Re: [guadec-list] anti-harassment policy

On Mon, Jul 7, 2014 at 5:33 AM, Christophe Fergeau <cfergeau gmail com> wrote:
On Mon, Jul 07, 2014 at 12:44:15AM -0400, Marina Zhurakhinskaya wrote:
On Sat, Jul 5, 2014 at 11:43 AM, Christophe Fergeau <cfergeau gmail com> wrote:
Hey Marina,

Thanks for coming up with this detailed policy.

On Sat, Jul 05, 2014 at 01:08:07AM -0400, Marina Zhurakhinskaya wrote:
Having a specific and actionable anti-harassment policy is important
for making the conference a safer space for everyone.

Fwiw, I disagree with the wording, especially the "specific and
actionable" and "safer for everyone".

Specific policy spells out behaviors of common concern and lets people
know these are not acceptable at the conference. Actionable means that
people enforcing the policy know what to do if a violation occurs.
These both have to be clear ahead of time to minimize the uncertainty
during the event. The policy makes the event a safer space for
everyone because it helps people understand what are unacceptable

Except that the organizers/the board can decide by themselves that
something not listed in the document is to be considered as harassment

so that they avoid them, and also provides support
structures to the victims in terms of knowing who to talk to and
knowing that organizers will help ensure the harassment stops if it
does occur.

In my mind, there is not much point in talking about a anti-harassment
policy if it's not going to be enforced.

"organizers will help ensure the harassment stops if it does occur" is
about enforcing the policy.

"GUADEC is a welcoming and friendly event, during which GNOME
contributors often become friends and make resolves to come to the
next one. The behaviors outlined in this policy do not commonly
happen, but are spelled out to help ensure all attendees have the same
expectation of a safe and friendly environment."

Sounds quite positive, though I'd drop the "safe".

Anti-harassment policy is about making the event emotionally and
physically safer for attendees, so I think it's important to keep that
expectation listed.

Sexual language and imagery create a sexualized environment, which is
uncomfortable to some people

Should I make a list of things that make me uncomfortable so that we add
them to the policy? It's also quite easy to find non-sexual images that
will make a lot of people very uncomfortable, even sick but which are
not forbidden by this policy (some parts of 4chan are a good source for

Sexual language and imagery are a common concern. If there are other
types of concerns people think are worth listing, they can be added.
E.g. it can be "Sexual or violent language and imagery are not
appropriate for any conference venue, including talks"

and can make other harassing behavior
seem permissible.

I think the policy is already abundantly clear that any unwanted
sexually-tainted attention is not welcome.

The word harassment in the name of the policy is used here in a broad
sense to include the actions that can make someone uncomfortable, but
are not directed towards anyone in particular.

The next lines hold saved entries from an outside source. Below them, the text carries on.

//! # Roles returned by [`Cluster::init`](crate::Cluster::init).
//!
//! - [`Role::Master`]: this process supervises. Keep the [`Master`] around and
//!   eventually call [`Master::wait`].
//! - [`Role::Worker`]: this process was re-executed as a worker. Bind
//!   [`Worker::port`] (with port reuse) and serve.

use tokio::sync::{broadcast, mpsc, oneshot};
use tokio::task::JoinHandle;
use tokio_util::sync::CancellationToken;

use nix::sys::signal::Signal;

use crate::core::stats::{ClusterStats, WorkerStats};
use crate::core::supervisor::Control;
use crate::error::ClusterError;
use crate::events::{Bus, Event};

/// Outcome of initialization.
#[derive(Debug)]
pub enum Role {
    Master(Master),
    Worker(Worker),
}

impl Role {
    #[inline]
    pub fn is_master(&self) -> bool {
        matches!(self, Role::Master(_))
    }

    #[inline]
    pub fn is_worker(&self) -> bool {
        matches!(self, Role::Worker(_))
    }

    /// Worker slot id; `None` in the master.
    pub fn worker_id(&self) -> Option<u8> {
        match self {
            Role::Master(_) => None,
            Role::Worker(w) => Some(w.id),
        }
    }

    /// Resolved pool size.
    pub fn worker_count(&self) -> u8 {
        match self {
            Role::Master(m) => m.worker_count,
            Role::Worker(w) => w.worker_count,
        }
    }

    /// Shared listening port.
    pub fn port(&self) -> u16 {
        match self {
            Role::Master(m) => m.port,
            Role::Worker(w) => w.port,
        }
    }
}

/// Identity of a worker process.
#[derive(Clone, Copy, Debug, PartialEq, Eq)]
pub struct Worker {
    pub(crate) id: u8,
    pub(crate) port: u16,
    pub(crate) worker_count: u8,
}

impl Worker {
    #[inline]
    pub fn id(&self) -> u8 {
        self.id
    }

    #[inline]
    pub fn port(&self) -> u16 {
        self.port
    }

    #[inline]
    pub fn worker_count(&self) -> u8 {
        self.worker_count
    }
}

/// The supervising side of the pool.
pub struct Master {
    pub(crate) handle: MasterHandle,
    pub(crate) join: JoinHandle<Result<(), ClusterError>>,
    pub(crate) bus: Bus,
    pub(crate) stop_listener: CancellationToken,
    pub(crate) listener: Option<JoinHandle<()>>,
    pub(crate) port: u16,
    pub(crate) worker_count: u8,
}

impl std::fmt::Debug for Master {
    fn fmt(&self, f: &mut std::fmt::Formatter<'_>) -> std::fmt::Result {
        f.debug_struct("Master")
            .field("port", &self.port)
            .field("worker_count", &self.worker_count)
            .finish_non_exhaustive()
    }
}

impl Master {
    #[inline]
    pub fn port(&self) -> u16 {
        self.port
    }

    #[inline]
    pub fn worker_count(&self) -> u8 {
        self.worker_count
    }

    /// Cloneable control handle.
    pub fn handle(&self) -> MasterHandle {
        self.handle.clone()
    }

    /// Raw event stream. Receivers only see events published after this call.
    pub fn events(&self) -> broadcast::Receiver<Event> {
        self.bus.subscribe()
    }

    /// Blocks until the pool has fully drained.
    ///
    /// Returns [`ClusterError::ShutdownTimeout`] when stragglers had to be
    /// killed, and [`ClusterError::Aborted`] if the supervisor task panicked.
    /// Subscribers have received every lifecycle event when this returns.
    pub async fn wait(self) -> Result<(), ClusterError> {
        let result = match self.join.await {
            Ok(res) => res,
            Err(e) => Err(ClusterError::Aborted {
                reason: e.to_string(),
            }),
        };
        self.stop_listener.cancel();
        if let Some(listener) = self.listener {
            let _ = listener.await;
        }
        result
    }
}

/// Control and introspection handle for a running master.
///
/// All calls fail with [`ClusterError::Closed`] once the supervisor loop has
/// exited.
#[derive(Clone, Debug)]
pub struct MasterHandle {
    tx: mpsc::Sender<Control>,
}

impl MasterHandle {
    pub(crate) fn new(tx: mpsc::Sender<Control>) -> Self {
        Self { tx }
    }

    async fn request<T>(
        &self,
        make: impl FnOnce(oneshot::Sender<T>) -> Control,
    ) -> Result<T, ClusterError> {
        let (reply, rx) = oneshot::channel();
        self.tx
            .send(make(reply))
            .await
            .map_err(|_| ClusterError::Closed)?;
        rx.await.map_err(|_| ClusterError::Closed)
    }

    /// Sends `signal` to every active worker; returns how many were signalled.
    pub async fn signal_workers(&self, signal: Signal) -> Result<usize, ClusterError> {
        self.request(|reply| Control::SignalWorkers { signal, reply })
            .await
    }

    /// Stops every active worker at once and respawns each as it exits.
    ///
    /// Returns `false` when a shutdown or another restart is underway.
    pub async fn graceful_restart(&self) -> Result<bool, ClusterError> {
        self.request(|reply| Control::Restart { reply }).await
    }

    /// Programmatic equivalent of `SIGTERM` to the master.
    ///
    /// Returns `false` if shutdown was already requested.
    pub async fn shutdown(&self) -> Result<bool, ClusterError> {
        self.request(|reply| Control::Shutdown { reply }).await
    }

    pub async fn stats(&self) -> Result<ClusterStats, ClusterError> {
        self.request(|reply| Control::Stats { reply }).await
    }

    /// Snapshot of one slot; `None` for an unknown id.
    pub async fn worker_stats(&self, id: u8) -> Result<Option<WorkerStats>, ClusterError> {
        self.request(|reply| Control::WorkerStats { id, reply })
            .await
    }

    /// Snapshots of up to `capacity` slots, in id order.
    pub async fn all_worker_stats(
        &self,
        capacity: usize,
    ) -> Result<Vec<WorkerStats>, ClusterError> {
        self.request(|reply| Control::AllWorkerStats { capacity, reply })
            .await
    }
}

For what it's worth this is news to me, and I don't think it achieves
what you describe. It bans one very specific item which will make some
people uncomfortable, it does not even try to address non-sexual things
(religion, blood, meat, politics, ...) which could also make some people
uncomfortable. I understand why it's here, especially given where it
comes from, but I don't think this belongs in an anti-harassment policy,
at least not this way.

The rest of the text seems good to me, longer though still very
official, and potentially scary ("may I get in trouble if I make this
not politically correct joke to this person I've started to know a bit
better since the beginning of GUADEC? let's be safe and boring, just in

Making jokes that are funny at the expense of other people and seeing
whether your new friends find them funny or offensive is in fact not a
good idea.

You have added the "at the expense of other people" part when answering,
I did not mention that in my email.

Not politically correct jokes are usually ones made at the expense of
other people or groups of people.

We can make the sentence about consequences more clear in the policy,
as following:

Well, if people get there, they will have already been subjected to the
very official and legal sounding tone of the policy, which is what can
make the policy a bit scary and chilly imo.

We added a friendly first paragraph now :).

Since the policy is trying
to be extensive, people will be inclined to self-censorship even for
behaviour that would not be an issue at all, even more so for newcomers
who don't know 'us' very well yet. I was not really suggesting changing
the paragraph about the consequences.

I think the updated sentence about the consequences is better because
it makes it clear they will be proportional to the offense.

There will be many other interactions that will form people's opinion
about GUADEC beyond the anti-harassment policy. The policy sets out
minimum standards. It's ok that the existence of the policy might get
newcomers to pay attention to how more established community members
behave before doing anything they think might be inappropriate.